Work task
When you find the word "from" in a line of the entries, please copy the whole line.

Saved data entries:

#![no_std]

mod access;
mod errors;
mod events;
mod storage;

pub use errors::TreasuryError;
pub use storage::{EmployeeRecord, PayerUser, ServiceRecord, TreasuryConfig};

use soroban_sdk::{contract, contractimpl, log, token, Address, Env, String};

use access::{require_non_negative, require_owner};
use events::{
    EmployeeAdded, EmployeePaid, ExpensesPaid, OwnershipTransferred, PayerAuthorizationChanged,
    PayerUserAdded, ServiceAdded, ServicePaid, SpecificPaymentMade, TreasuryInitialized,
};

/// Shared treasury of a condominium.
///
/// The owner keeps three registries (payers, employees and services).
/// Registered payers deposit the configured token through `pay_expenses`, and
/// the owner pays employees, services or arbitrary addresses out of the
/// tracked balance.
///
/// # Security Model
///
/// - Every mutating entry point authenticates its `caller`
/// - Registry changes and all disbursements are owner-only
/// - The balance is debited before the outbound transfer and restored if the
///   token contract rejects it
#[contract]
pub struct CondoTreasuryContract;

/// Moves `amount` of `token` out of the treasury to `to`.
///
/// The tracked balance is written before the token is invoked. A rejected
/// transfer restores it and yields `TransferFailed`. A zero amount does not
/// touch the token.
fn disburse(env: &Env, token: &Address, to: &Address, amount: i128) -> Result<(), TreasuryError> {
    require_non_negative(amount)?;
    if amount == 0 {
        return Ok(());
    }

    let balance = storage::read_balance(env);
    if amount > balance {
        log!(env, "disbursement of {} exceeds balance {}", amount, balance);
        return Err(TreasuryError::InsufficientBalance);
    }
    storage::write_balance(env, balance - amount);

    let token_client = token::Client::new(env, token);
    let transferred = matches!(
        token_client.try_transfer(&env.current_contract_address(), to, &amount),
        Ok(Ok(()))
    );
    if !transferred {
        storage::write_balance(env, balance);
        log!(env, "transfer of {} to {} rejected", amount, to.clone());
        return Err(TreasuryError::TransferFailed);
    }
    Ok(())
}

#[contractimpl]
impl CondoTreasuryContract {
    /// Initializes the treasury.
    ///
    /// # Arguments
    ///
    /// * `owner` - Administrator of the registries (must authenticate)
    /// * `token` - Token the treasury holds and pays out
    /// * `initial_funding` - Amount moved from `owner` into the treasury, may be 0
    ///
    /// # Errors
    ///
    /// * `AlreadyInitialized` on a second call
    /// * `InvalidAmount` for negative funding
    /// * `TransferFailed` if the owner cannot fund the treasury
    pub fn initialize(
        env: Env,
        owner: Address,
        token: Address,
        initial_funding: i128,
    ) -> Result<(), TreasuryError> {
        owner.require_auth();

        if storage::is_initialized(&env) {
            return Err(TreasuryError::AlreadyInitialized);
        }
        if initial_funding < 0 {
            return Err(TreasuryError::InvalidAmount);
        }

        if initial_funding > 0 {
            let token_client = token::Client::new(&env, &token);
            let funded = matches!(
                token_client.try_transfer(
                    &owner,
                    &env.current_contract_address(),
                    &initial_funding
                ),
                Ok(Ok(()))
            );
            if !funded {
                return Err(TreasuryError::TransferFailed);
            }
        }

        storage::write_config(
            &env,
            &TreasuryConfig {
                owner: owner.clone(),
                token: token.clone(),
            },
        );
        storage::write_balance(&env, initial_funding);

        events::emit_treasury_initialized(
            &env,
            TreasuryInitialized {
                owner,
                token,
                initial_balance: initial_funding,
            },
        );
        Ok(())
    }

    /// Registers `payer` as an authorized depositor.
    ///
    /// Adding an address that is already registered overwrites its name and
    /// re-authorizes it.
    pub fn add_payer_user(
        env: Env,
        caller: Address,
        payer: Address,
        name: String,
    ) -> Result<(), TreasuryError> {
        require_owner(&env, &caller)?;

        storage::write_payer(
            &env,
            &PayerUser {
                address: payer.clone(),
                name: name.clone(),
                authorized: true,
            },
        );

        events::emit_payer_user_added(&env, PayerUserAdded { payer, name });
        Ok(())
    }

    /// Grants or revokes the deposit right of an existing payer.
    pub fn set_payer_authorized(
        env: Env,
        caller: Address,
        payer: Address,
        authorized: bool,
    ) -> Result<(), TreasuryError> {
        require_owner(&env, &caller)?;

        let mut record = storage::read_payer(&env, &payer).ok_or(TreasuryError::PayerNotFound)?;
        record.authorized = authorized;
        storage::write_payer(&env, &record);

        events::emit_payer_authorization_changed(
            &env,
            PayerAuthorizationChanged { payer, authorized },
        );
        Ok(())
    }

    /// Deposits `amount` from a registered payer into the treasury.
    ///
    /// # Errors
    ///
    /// * `UnauthorizedPayer` if `payer` was never added or has been revoked
    /// * `InvalidAmount` for negative amounts
    /// * `TransferFailed` if the token contract rejects the deposit
    /// * `BalanceOverflow` if the tracked balance cannot hold the deposit
    ///
    /// A zero deposit succeeds without invoking the token.
    pub fn pay_expenses(env: Env, payer: Address, amount: i128) -> Result<(), TreasuryError> {
        payer.require_auth();

        let config = storage::read_config(&env)?;
        let authorized = storage::read_payer(&env, &payer)
            .map(|record| record.authorized)
            .unwrap_or(false);
        if !authorized {
            log!(&env, "rejected deposit from unregistered payer {}", payer.clone());
            return Err(TreasuryError::UnauthorizedPayer);
        }
        require_non_negative(amount)?;

        let balance = storage::read_balance(&env)
            .checked_add(amount)
            .ok_or(TreasuryError::BalanceOverflow)?;

        if amount > 0 {
            let token_client = token::Client::new(&env, &config.token);
            let deposited = matches!(
                token_client.try_transfer(&payer, &env.current_contract_address(), &amount),
                Ok(Ok(()))
            );
            if !deposited {
                return Err(TreasuryError::TransferFailed);
            }
        }
        storage::write_balance(&env, balance);

        events::emit_expenses_paid(
            &env,
            ExpensesPaid {
                payer,
                amount,
                balance,
            },
        );
        Ok(())
    }

    /// Appends an employee to the registry and returns its index.
    pub fn add_employee_user(
        env: Env,
        caller: Address,
        employee: Address,
        name: String,
    ) -> Result<u32, TreasuryError> {
        require_owner(&env, &caller)?;

        let index = storage::push_employee(&env, employee.clone(), name);
        events::emit_employee_added(&env, EmployeeAdded { index, employee });
        Ok(index)
    }

    /// Appends a service provider to the registry and returns its index.
    pub fn add_service(
        env: Env,
        caller: Address,
        service: Address,
        name: String,
    ) -> Result<u32, TreasuryError> {
        require_owner(&env, &caller)?;

        let index = storage::push_service(&env, service.clone(), name);
        events::emit_service_added(&env, ServiceAdded { index, service });
        Ok(index)
    }

    /// Pays `amount` to the employee registered at `index`.
    ///
    /// # Errors
    ///
    /// * `NotOwner` unless `caller` is the owner
    /// * `EmployeeNotFound` if `index` is out of range
    /// * `InvalidAmount`, `InsufficientBalance`, `TransferFailed`
    pub fn pay_employee(
        env: Env,
        caller: Address,
        index: u32,
        amount: i128,
    ) -> Result<(), TreasuryError> {
        let config = require_owner(&env, &caller)?;
        let employee = storage::read_employee(&env, index)?;

        disburse(&env, &config.token, &employee.address, amount)?;

        events::emit_employee_paid(
            &env,
            EmployeePaid {
                index,
                employee: employee.address,
                amount,
            },
        );
        Ok(())
    }

    /// Pays `amount` to the service registered at `index`.
    ///
    /// Same contract as `pay_employee`, with `ServiceNotFound` for an invalid
    /// index.
    pub fn pay_service(
        env: Env,
        caller: Address,
        index: u32,
        amount: i128,
    ) -> Result<(), TreasuryError> {
        let config = require_owner(&env, &caller)?;
        let service = storage::read_service(&env, index)?;

        disburse(&env, &config.token, &service.address, amount)?;

        events::emit_service_paid(
            &env,
            ServicePaid {
                index,
                service: service.address,
                amount,
            },
        );
        Ok(())
    }

    /// Pays `amount` to any address, bypassing the registries.
    pub fn specific_payment(
        env: Env,
        caller: Address,
        to: Address,
        amount: i128,
    ) -> Result<(), TreasuryError> {
        let config = require_owner(&env, &caller)?;

        disburse(&env, &config.token, &to, amount)?;

        events::emit_specific_payment_made(&env, SpecificPaymentMade { to, amount });
        Ok(())
    }

    /// Hands the owner role to `new_owner`.
    pub fn transfer_ownership(
        env: Env,
        caller: Address,
        new_owner: Address,
    ) -> Result<(), TreasuryError> {
        let mut config = require_owner(&env, &caller)?;

        config.owner = new_owner.clone();
        storage::write_config(&env, &config);

        events::emit_ownership_transferred(
            &env,
            OwnershipTransferred {
                previous_owner: caller,
                new_owner,
            },
        );
        Ok(())
    }

    pub fn get_service(env: Env, index: u32) -> Result<ServiceRecord, TreasuryError> {
        storage::read_service(&env, index)
    }

    pub fn get_employee(env: Env, index: u32) -> Result<EmployeeRecord, TreasuryError> {
        storage::read_employee(&env, index)
    }

    pub fn get_payer_user(env: Env, payer: Address) -> Result<PayerUser, TreasuryError> {
        storage::read_payer(&env, &payer).ok_or(TreasuryError::PayerNotFound)
    }

    /// Whether `payer` may currently call `pay_expenses`.
    pub fn is_authorized_payer(env: Env, payer: Address) -> bool {
        storage::read_payer(&env, &payer)
            .map(|record| record.authorized)
            .unwrap_or(false)
    }

    pub fn employee_count(env: Env) -> u32 {
        storage::employee_count(&env)
    }

    pub fn service_count(env: Env) -> u32 {
        storage::service_count(&env)
    }

    /// Tracked balance. Tokens sent to the contract outside `pay_expenses`
    /// are not included.
    pub fn get_balance(env: Env) -> i128 {
        storage::read_balance(&env)
    }

    pub fn get_owner(env: Env) -> Result<Address, TreasuryError> {
        storage::read_config(&env).map(|config| config.owner)
    }

    pub fn get_config(env: Env) -> Result<TreasuryConfig, TreasuryError> {
        storage::read_config(&env)
    }
}

#[cfg(test)]
mod tests;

Response
    /// * `initial_funding` - Amount moved from `owner` into the treasury, may be 0
    /// Deposits `amount` from a registered payer into the treasury.
            log!(&env, "rejected deposit from unregistered payer {}", payer.clone());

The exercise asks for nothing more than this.